The logic behind the payroll tax cut, as explained by Mr. Obama, is that “it will spur spending. It will spur hiring.” But the pipeline the administration is fighting will create 20,000 jobs with no new government spending. Detractors who have argued that these jobs are only temporary, that just 50 permanent jobs will be created, miss the point. Economic activity doesn’t exist to create work, but to create wealth. TransCanada isn’t building the pipeline to provide jobs, but to provide energy - oil for people to power their cars, lower their shipping costs and raise their standard of living.
If constructed, Keystone will deliver 303 million barrels of oil into the United States per year. That’s 830,000 barrels perday. This wealth is the purpose of the project; the jobs are part of the means. If TransCanada could build a pipeline without lifting a single finger - that is, create wealth without work - that would be great. Society would benefit at no cost.
But should creating more jobs be an end in itself? In a word, no.
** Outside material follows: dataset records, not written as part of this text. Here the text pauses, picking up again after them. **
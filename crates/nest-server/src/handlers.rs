//! HTTP Handlers

use axum::{
    extract::{Path, State},
    http::StatusCode,
    Json,
};
use chrono::Utc;
use serde::{Deserialize, Serialize};
use uuid::Uuid;

use nest_core::{invite, Couple, Reward, Theme, User};
use nest_payments::{Activator, Charge, ChargeRequest, Plan};
use nest_store::CoupleChanges;

use crate::state::AppState;

// ============================================================================
// Response Types
// ============================================================================

#[derive(Serialize)]
pub struct HealthResponse {
    pub status: &'static str,
    pub version: &'static str,
    pub store: &'static str,
    pub gateway_configured: bool,
}

#[derive(Debug, Serialize)]
pub struct ErrorResponse {
    pub error: String,
    pub code: String,
}

type ApiError = (StatusCode, Json<ErrorResponse>);

fn api_error(status: StatusCode, error: impl Into<String>, code: &str) -> ApiError {
    (
        status,
        Json(ErrorResponse {
            error: error.into(),
            code: code.into(),
        }),
    )
}

fn store_error(e: nest_store::StoreError) -> ApiError {
    tracing::error!("Store error: {}", e);
    api_error(
        StatusCode::INTERNAL_SERVER_ERROR,
        e.user_message(),
        "STORE_ERROR",
    )
}

fn couple_not_found() -> ApiError {
    api_error(StatusCode::NOT_FOUND, "Couple not found", "COUPLE_NOT_FOUND")
}

/// Couple row plus the streak numbers every screen needs.
#[derive(Debug, Serialize)]
pub struct CoupleView {
    #[serde(flatten)]
    pub couple: Couple,
    pub elapsed_days: i64,
    pub remaining_days: Option<i64>,
}

impl CoupleView {
    fn now(couple: Couple) -> Self {
        let now = Utc::now();
        let elapsed_days = couple.elapsed_days(now);
        let remaining_days = couple.remaining_days(now);
        Self {
            couple,
            elapsed_days,
            remaining_days,
        }
    }
}
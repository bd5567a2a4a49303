use crate::aggregation::ShoppingItem;

/// Plain-text rendering of the shopping list for the clipboard: one
/// ingredient per line as `<displayName> (<count>x)`, in list order.
pub fn render_clipboard_text(items: &[ShoppingItem]) -> String {
    items
        .iter()
        .map(|item| format!("{} ({}x)", item.display_name, item.count))
        .collect::<Vec<_>>()
        .join("\n")
}
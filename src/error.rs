use thiserror::Error;

#[derive(Error, Debug)]
pub enum AppError {
    #[error("configuration error: {0}")]
    Config(#[from] config::ConfigError),

    #[error("storage error: {0}")]
    Storage(#[from] std::io::Error),

    #[error("serialization error: {0}")]
    Serialization(#[from] serde_json::Error),

    #[error("invalid date '{input}': {source}")]
    InvalidDate {
        input: String,
        source: chrono::ParseError,
    },

    #[error("invalid meal slot '{0}' (expected breakfast, lunch or dinner)")]
    InvalidSlot(String),
}

pub type Result<T> = std::result::Result<T, AppError>;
Work is a means to an end - creating wealth. Governments care excessively about jobs because they want every dollar they spend to conspicuously benefit large groups of people very quickly. That is a misplaced priority. For example, Congress could mandate that every person in the United States build the pipeline. We would all have jobs, but we’d all be much poorer, as other areas of the economy languish.
When technology reduces the labor required to travel, make a meal or build a pipeline, that’s progress. The fact that it takes just 50 people to run a 1,700-mile pipeline is an amazing achievement. It frees labor to create wealth in other ways while everyone still enjoys the benefits.
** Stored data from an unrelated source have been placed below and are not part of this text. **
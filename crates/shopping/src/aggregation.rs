use std::collections::HashMap;

use mealweek_mealplan::DayPlan;
use serde::Serialize;

/// One line of the shopping list: a grouped ingredient and how many times it
/// occurs across the week's meals.
#[derive(Debug, Clone, PartialEq, Eq, Serialize)]
#[serde(rename_all = "camelCase")]
pub struct ShoppingItem {
    pub display_name: String,
    pub count: u32,
}

/// Aggregate every ingredient of every present meal across `days` into a
/// deduplicated, sorted shopping list.
///
/// Grouping is case-insensitive: occurrences are keyed by the lowercase form
/// of the ingredient string, so "Eggs" and "eggs" land in one group. Each
/// occurrence counts, including repeats within a single meal.
///
/// The display name of a group is the first original string seen for it. A
/// later variant replaces it only when the later variant starts with an
/// uppercase letter and the current name starts with a lowercase one.
///
/// The result is ordered ascending by the case-insensitive form of the name.
/// Recomputed from scratch on every call; no state is kept between calls.
pub fn build_shopping_list(days: &[DayPlan]) -> Vec<ShoppingItem> {
    struct Group {
        display_name: String,
        count: u32,
    }

    let mut groups: HashMap<String, Group> = HashMap::new();

    for day in days {
        for meal in day.meals() {
            for ingredient in &meal.ingredients {
                let key = ingredient.to_lowercase();
                match groups.get_mut(&key) {
                    None => {
                        groups.insert(
                            key,
                            Group {
                                display_name: ingredient.clone(),
                                count: 1,
                            },
                        );
                    }
                    Some(group) => {
                        group.count += 1;
                        if starts_uppercase(ingredient) && starts_lowercase(&group.display_name) {
                            group.display_name = ingredient.clone();
                        }
                    }
                }
            }
        }
    }

    let mut entries: Vec<(String, Group)> = groups.into_iter().collect();
    // keys are the lowercase forms, so this is a case-insensitive ordering
    entries.sort_by(|a, b| a.0.cmp(&b.0));

    entries
        .into_iter()
        .map(|(_, group)| ShoppingItem {
            display_name: group.display_name,
            count: group.count,
        })
        .collect()
}

fn starts_uppercase(s: &str) -> bool {
    s.chars().next().is_some_and(char::is_uppercase)
}

fn starts_lowercase(s: &str) -> bool {
    s.chars().next().is_some_and(char::is_lowercase)
}

#[cfg(test)]
mod tests {
    use super::*;

    #[test]
    fn first_letter_classification() {
        assert!(starts_uppercase("Eggs"));
        assert!(!starts_uppercase("eggs"));
        assert!(starts_lowercase("eggs"));
        // digits and symbols are neither
        assert!(!starts_uppercase("1% milk"));
        assert!(!starts_lowercase("1% milk"));
        assert!(!starts_uppercase(""));
        assert!(!starts_lowercase(""));
    }
}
A private-sector project that employs just a few people can create enormous wealth for all of society. Businesses’ drive to increase productivity - to do more with less - frees up resources that then can be invested where they can be put to the most productive use. That goes for infrastructure as well as for any other investment. Furthermore, greater productivity increases wages, as workers’ time becomes more valuable to employers.
Mr. Obama said last summer, “To maintain our nation’s competitive edge, we must ensure that the United States has fast, reliable ways to move people, goods, energy and information. In a global economy, where businesses are making investment choices between countries, we will compete for the world’s investments based in part on the quality of our infrastructure.” We agree. Now the president has the opportunity to show whether he is serious.
Iain Murray is a vice president and David Bier a research associate at the Competitive Enterprise Institute.